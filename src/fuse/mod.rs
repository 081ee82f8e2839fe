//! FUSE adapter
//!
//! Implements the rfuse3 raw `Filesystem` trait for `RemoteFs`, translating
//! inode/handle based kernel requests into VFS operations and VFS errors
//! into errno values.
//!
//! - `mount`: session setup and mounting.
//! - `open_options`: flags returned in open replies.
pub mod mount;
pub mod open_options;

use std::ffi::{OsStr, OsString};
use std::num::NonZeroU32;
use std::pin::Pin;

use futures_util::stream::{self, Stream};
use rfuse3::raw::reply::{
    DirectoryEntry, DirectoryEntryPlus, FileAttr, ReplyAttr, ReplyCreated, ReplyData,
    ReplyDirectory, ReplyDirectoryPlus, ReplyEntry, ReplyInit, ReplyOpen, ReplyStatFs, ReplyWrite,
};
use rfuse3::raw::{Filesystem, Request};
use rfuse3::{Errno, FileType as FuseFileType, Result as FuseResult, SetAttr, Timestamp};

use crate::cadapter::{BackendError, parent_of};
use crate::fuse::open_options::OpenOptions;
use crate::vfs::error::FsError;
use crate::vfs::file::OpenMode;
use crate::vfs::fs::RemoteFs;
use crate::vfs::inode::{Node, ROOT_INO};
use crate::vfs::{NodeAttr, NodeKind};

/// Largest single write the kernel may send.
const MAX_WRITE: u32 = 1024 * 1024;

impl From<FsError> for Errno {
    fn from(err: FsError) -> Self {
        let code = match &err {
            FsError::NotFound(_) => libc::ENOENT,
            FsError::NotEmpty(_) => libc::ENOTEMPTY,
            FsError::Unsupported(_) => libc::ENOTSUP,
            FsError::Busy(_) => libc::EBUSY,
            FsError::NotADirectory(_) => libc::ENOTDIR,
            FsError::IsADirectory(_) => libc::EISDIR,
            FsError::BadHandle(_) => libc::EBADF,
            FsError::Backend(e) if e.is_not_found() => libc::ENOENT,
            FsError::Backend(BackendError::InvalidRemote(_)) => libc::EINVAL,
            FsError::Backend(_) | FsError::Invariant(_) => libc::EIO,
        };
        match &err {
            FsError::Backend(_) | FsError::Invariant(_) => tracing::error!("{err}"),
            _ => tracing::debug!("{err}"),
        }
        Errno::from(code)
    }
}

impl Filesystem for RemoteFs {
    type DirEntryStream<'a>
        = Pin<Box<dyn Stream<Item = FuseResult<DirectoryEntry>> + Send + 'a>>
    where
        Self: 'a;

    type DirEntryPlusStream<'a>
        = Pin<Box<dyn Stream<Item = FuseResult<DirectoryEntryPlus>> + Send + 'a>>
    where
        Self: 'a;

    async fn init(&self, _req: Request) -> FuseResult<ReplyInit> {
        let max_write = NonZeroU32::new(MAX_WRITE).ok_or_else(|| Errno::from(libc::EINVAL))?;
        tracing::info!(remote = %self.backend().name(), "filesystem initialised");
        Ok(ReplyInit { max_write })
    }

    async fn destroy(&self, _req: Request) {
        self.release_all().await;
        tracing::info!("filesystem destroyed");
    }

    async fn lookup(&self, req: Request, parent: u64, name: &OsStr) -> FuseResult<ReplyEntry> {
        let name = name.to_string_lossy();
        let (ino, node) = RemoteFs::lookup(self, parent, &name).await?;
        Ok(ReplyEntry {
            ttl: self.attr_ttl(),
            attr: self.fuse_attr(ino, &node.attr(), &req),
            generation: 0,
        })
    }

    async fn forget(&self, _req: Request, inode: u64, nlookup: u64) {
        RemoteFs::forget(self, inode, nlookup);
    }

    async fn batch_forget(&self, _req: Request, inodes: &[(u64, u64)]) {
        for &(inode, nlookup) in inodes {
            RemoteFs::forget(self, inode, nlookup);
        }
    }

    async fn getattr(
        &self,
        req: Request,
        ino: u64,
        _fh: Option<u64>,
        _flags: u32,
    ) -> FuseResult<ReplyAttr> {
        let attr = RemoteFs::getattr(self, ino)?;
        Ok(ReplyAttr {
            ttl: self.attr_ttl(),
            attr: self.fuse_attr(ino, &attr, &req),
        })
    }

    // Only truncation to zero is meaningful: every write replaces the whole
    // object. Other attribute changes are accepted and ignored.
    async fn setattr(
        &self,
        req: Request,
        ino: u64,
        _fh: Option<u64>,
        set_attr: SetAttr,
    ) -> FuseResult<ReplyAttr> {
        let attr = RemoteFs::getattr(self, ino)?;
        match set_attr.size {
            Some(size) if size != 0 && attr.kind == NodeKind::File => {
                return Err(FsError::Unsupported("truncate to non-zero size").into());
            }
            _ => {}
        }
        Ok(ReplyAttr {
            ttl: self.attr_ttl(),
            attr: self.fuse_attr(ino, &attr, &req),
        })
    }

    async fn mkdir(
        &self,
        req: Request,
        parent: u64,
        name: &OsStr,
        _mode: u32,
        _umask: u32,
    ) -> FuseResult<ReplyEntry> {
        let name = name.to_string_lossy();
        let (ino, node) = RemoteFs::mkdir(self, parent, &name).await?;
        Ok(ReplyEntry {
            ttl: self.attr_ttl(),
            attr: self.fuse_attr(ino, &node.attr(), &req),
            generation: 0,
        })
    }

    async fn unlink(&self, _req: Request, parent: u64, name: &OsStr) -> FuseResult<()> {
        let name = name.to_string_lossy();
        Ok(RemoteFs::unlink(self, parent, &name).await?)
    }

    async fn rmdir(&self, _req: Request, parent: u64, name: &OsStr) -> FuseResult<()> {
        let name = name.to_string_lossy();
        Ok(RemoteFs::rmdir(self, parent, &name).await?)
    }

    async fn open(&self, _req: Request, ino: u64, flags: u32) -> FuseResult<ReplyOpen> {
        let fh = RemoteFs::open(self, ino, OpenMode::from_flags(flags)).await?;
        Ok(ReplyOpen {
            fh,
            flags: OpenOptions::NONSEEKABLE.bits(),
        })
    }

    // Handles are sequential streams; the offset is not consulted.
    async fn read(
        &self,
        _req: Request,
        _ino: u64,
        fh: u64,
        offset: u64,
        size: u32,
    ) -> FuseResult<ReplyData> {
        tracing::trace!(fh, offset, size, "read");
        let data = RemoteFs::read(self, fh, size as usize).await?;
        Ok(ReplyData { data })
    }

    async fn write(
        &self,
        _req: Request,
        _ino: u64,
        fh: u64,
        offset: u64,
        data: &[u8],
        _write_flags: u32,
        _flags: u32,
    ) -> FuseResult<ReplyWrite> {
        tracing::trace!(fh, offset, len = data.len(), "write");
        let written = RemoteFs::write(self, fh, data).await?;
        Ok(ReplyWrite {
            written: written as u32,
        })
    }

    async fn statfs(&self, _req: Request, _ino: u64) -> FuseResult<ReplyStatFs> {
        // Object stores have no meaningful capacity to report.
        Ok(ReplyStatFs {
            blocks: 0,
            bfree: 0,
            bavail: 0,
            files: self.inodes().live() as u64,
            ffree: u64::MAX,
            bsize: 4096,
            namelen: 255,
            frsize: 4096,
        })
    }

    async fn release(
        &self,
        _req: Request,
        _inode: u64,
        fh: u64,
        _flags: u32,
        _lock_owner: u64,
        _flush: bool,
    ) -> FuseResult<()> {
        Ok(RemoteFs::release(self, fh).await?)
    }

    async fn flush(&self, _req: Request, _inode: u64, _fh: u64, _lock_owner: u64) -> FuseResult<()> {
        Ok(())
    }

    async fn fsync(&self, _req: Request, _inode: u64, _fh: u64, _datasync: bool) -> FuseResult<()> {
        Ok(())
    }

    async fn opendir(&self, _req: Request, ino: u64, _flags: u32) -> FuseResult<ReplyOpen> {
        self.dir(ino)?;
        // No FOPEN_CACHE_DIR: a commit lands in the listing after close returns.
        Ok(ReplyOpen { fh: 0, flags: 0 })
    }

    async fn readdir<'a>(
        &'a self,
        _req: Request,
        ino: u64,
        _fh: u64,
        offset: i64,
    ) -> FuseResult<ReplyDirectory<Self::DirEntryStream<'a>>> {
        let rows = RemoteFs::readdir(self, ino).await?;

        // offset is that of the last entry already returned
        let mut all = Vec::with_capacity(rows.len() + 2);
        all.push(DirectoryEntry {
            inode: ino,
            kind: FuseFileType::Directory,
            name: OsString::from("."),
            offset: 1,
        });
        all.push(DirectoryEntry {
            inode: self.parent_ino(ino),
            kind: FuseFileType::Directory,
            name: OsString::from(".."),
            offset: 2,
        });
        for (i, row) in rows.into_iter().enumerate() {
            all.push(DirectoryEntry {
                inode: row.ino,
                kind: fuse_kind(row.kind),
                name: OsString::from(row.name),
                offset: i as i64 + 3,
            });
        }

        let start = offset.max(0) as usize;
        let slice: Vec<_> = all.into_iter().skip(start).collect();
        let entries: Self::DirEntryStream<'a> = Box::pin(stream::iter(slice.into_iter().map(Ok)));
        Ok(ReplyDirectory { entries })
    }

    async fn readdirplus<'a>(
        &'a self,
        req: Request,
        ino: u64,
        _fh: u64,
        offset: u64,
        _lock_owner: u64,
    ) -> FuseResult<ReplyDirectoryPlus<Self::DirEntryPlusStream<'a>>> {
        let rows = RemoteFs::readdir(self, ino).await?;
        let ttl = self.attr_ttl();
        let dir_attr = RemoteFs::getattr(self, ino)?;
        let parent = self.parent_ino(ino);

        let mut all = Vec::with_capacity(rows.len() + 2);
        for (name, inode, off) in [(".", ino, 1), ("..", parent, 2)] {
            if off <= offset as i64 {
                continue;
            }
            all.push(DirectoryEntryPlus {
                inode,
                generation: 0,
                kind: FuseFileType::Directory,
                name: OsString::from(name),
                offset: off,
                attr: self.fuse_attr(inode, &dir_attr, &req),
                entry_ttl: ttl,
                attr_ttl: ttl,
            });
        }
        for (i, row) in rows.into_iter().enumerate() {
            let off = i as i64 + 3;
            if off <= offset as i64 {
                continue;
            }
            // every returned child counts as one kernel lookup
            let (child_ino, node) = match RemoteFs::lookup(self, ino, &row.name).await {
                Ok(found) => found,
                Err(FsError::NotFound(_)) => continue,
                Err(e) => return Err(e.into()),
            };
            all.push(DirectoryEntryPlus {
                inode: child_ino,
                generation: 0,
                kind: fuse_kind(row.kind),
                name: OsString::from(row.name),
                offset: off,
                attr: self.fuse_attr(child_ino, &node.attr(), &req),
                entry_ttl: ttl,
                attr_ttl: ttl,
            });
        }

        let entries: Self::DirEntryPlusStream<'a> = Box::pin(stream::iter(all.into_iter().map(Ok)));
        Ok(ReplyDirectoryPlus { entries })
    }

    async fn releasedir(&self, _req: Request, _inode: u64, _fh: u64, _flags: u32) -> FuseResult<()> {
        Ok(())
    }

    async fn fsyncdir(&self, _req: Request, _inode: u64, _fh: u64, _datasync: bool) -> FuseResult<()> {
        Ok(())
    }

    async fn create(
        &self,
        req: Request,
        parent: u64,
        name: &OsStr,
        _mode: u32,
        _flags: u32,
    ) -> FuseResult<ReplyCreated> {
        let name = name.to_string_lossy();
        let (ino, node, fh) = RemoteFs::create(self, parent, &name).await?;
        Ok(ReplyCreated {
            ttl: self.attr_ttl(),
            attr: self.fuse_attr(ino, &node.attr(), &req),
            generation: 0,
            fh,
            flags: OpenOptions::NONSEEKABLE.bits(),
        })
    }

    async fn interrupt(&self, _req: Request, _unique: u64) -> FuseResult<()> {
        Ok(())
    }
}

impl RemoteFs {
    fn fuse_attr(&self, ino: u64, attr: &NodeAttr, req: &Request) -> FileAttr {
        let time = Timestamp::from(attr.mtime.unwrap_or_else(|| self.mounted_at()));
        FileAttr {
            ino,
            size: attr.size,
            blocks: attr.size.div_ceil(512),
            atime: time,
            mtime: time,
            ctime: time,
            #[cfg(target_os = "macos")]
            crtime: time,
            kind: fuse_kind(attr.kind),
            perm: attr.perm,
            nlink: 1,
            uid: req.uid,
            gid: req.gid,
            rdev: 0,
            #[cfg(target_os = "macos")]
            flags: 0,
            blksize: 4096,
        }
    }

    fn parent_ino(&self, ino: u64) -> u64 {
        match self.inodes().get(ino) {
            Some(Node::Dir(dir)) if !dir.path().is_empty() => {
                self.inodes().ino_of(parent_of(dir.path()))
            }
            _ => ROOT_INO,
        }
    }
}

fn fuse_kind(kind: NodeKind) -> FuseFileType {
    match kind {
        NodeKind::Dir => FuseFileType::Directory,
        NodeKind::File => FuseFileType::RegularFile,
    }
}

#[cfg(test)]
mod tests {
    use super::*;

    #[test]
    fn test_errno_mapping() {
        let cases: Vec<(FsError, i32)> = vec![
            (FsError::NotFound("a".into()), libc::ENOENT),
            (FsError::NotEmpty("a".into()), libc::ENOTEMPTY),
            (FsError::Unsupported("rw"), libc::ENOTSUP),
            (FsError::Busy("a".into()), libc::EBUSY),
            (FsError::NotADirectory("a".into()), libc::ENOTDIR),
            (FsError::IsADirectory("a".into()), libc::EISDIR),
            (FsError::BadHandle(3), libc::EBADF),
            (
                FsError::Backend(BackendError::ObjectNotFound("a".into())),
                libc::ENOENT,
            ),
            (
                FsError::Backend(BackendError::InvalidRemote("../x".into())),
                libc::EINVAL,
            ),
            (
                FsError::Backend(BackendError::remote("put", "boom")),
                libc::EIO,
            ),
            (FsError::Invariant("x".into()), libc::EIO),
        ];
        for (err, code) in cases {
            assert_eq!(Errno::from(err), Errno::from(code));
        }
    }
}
------------
(Work task): Take every line above carrying "EINVAL" and return it.

(Solved problem):
            FsError::Backend(BackendError::InvalidRemote(_)) => libc::EINVAL,
        let max_write = NonZeroU32::new(MAX_WRITE).ok_or_else(|| Errno::from(libc::EINVAL))?;
                libc::EINVAL,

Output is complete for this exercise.